Collected data
⟨

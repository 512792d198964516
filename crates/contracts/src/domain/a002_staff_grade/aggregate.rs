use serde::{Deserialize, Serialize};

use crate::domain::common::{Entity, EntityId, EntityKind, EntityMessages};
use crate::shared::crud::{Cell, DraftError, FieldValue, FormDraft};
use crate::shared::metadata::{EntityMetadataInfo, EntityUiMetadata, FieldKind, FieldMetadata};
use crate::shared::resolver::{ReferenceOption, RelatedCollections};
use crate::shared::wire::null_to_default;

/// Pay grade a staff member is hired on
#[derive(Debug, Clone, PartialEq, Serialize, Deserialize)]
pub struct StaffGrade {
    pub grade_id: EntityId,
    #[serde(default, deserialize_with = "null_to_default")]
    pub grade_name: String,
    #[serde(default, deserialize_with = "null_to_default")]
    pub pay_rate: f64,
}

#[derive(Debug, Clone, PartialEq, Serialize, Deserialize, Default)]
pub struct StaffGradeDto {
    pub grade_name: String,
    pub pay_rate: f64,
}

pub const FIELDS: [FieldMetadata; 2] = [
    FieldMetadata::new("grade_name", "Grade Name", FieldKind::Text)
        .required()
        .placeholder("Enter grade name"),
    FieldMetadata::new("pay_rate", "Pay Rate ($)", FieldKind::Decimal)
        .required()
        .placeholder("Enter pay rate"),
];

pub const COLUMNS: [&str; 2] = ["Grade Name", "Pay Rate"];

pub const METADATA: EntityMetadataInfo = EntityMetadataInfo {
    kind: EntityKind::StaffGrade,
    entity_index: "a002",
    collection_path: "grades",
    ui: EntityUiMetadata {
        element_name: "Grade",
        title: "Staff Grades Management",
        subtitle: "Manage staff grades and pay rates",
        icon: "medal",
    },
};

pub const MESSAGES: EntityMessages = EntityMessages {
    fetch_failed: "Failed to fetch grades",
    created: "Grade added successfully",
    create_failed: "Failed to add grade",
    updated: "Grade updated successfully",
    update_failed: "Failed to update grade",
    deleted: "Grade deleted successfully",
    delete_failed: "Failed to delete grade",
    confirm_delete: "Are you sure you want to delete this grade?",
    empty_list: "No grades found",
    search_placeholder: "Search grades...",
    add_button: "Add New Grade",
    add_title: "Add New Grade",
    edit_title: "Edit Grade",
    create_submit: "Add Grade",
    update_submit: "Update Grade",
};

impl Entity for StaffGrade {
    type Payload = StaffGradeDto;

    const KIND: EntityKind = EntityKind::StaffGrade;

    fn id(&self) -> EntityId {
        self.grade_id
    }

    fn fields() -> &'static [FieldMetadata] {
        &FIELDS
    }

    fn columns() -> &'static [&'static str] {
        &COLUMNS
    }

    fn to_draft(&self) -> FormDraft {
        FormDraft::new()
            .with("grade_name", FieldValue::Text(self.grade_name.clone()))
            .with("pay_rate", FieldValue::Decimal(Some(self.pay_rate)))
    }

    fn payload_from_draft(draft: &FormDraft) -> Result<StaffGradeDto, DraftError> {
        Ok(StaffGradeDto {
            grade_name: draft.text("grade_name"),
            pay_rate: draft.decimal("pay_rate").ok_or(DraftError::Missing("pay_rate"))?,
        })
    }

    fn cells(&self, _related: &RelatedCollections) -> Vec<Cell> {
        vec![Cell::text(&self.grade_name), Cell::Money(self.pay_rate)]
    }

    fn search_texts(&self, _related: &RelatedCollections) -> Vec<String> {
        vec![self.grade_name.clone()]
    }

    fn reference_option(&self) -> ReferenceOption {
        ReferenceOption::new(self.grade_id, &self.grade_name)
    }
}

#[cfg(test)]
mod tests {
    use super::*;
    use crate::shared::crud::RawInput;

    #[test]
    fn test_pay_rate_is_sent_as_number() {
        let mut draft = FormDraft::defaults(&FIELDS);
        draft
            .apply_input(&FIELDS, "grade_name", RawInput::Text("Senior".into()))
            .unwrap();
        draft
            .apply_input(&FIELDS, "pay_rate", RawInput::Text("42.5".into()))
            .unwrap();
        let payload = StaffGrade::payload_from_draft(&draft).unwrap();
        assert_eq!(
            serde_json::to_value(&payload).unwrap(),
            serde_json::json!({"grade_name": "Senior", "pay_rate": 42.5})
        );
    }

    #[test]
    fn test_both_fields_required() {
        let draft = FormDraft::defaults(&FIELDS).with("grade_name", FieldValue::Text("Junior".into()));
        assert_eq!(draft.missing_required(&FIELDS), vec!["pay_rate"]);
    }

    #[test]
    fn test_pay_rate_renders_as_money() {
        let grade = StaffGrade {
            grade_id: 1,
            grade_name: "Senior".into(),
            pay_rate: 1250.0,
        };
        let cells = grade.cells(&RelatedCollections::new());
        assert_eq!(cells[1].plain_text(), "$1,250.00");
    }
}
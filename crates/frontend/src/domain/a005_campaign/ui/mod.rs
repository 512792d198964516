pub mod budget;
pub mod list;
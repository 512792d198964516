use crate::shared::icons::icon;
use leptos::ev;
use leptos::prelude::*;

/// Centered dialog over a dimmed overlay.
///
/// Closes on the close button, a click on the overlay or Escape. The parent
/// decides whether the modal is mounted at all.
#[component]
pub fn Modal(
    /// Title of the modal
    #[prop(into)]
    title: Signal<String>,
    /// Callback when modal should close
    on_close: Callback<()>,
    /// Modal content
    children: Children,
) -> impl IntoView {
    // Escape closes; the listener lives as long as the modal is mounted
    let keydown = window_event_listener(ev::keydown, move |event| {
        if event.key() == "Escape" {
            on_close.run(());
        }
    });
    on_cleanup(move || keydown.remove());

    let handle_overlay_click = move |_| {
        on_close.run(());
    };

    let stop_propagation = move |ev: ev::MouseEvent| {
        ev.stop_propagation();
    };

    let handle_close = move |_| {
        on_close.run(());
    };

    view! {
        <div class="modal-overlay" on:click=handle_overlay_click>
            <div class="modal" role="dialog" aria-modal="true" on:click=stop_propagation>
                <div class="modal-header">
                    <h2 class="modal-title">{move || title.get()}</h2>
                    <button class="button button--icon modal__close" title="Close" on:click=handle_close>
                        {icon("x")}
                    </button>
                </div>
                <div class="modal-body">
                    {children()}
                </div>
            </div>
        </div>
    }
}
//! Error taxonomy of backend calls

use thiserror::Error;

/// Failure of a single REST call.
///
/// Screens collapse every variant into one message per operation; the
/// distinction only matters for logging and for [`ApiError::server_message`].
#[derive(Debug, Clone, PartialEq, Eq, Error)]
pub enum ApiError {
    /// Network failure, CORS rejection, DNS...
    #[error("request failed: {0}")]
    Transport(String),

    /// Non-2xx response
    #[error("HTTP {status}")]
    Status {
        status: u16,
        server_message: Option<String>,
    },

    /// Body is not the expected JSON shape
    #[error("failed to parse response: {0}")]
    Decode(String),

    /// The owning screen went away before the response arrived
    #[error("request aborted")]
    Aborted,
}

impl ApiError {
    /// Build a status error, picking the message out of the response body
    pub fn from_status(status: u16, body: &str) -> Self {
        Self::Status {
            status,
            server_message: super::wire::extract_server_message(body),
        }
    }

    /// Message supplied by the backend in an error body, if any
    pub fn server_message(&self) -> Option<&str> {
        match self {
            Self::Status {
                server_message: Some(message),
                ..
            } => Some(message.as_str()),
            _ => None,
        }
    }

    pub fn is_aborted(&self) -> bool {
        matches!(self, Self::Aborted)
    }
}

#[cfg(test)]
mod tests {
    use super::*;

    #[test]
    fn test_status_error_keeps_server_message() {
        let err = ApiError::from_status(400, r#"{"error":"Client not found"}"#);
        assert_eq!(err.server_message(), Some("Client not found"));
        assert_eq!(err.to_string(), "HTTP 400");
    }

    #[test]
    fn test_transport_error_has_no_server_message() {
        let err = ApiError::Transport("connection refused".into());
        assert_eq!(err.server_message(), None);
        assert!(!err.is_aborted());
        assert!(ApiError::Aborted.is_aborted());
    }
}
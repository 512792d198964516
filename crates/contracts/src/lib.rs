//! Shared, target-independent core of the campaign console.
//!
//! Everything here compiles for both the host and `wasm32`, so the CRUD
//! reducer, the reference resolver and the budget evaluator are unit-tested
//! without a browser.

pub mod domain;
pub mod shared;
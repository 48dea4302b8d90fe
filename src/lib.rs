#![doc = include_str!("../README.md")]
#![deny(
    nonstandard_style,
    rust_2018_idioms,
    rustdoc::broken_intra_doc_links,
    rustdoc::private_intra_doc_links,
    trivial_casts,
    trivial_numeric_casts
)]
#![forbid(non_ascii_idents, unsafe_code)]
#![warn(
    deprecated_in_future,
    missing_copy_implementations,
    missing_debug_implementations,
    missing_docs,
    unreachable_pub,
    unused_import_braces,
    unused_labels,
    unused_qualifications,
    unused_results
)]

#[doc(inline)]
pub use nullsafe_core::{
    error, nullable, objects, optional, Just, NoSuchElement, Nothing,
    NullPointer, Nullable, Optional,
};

⟩

> **TASK INSTRUCTIONS**: Exactly the lines from the one with "#[doc(inline)]" through the final line of the entries are to be returned, both ends included.

> **WRITTEN REPLY**:
#[doc(inline)]
pub use nullsafe_core::{
    error, nullable, objects, optional, Just, NoSuchElement, Nothing,
    NullPointer, Nullable, Optional,
};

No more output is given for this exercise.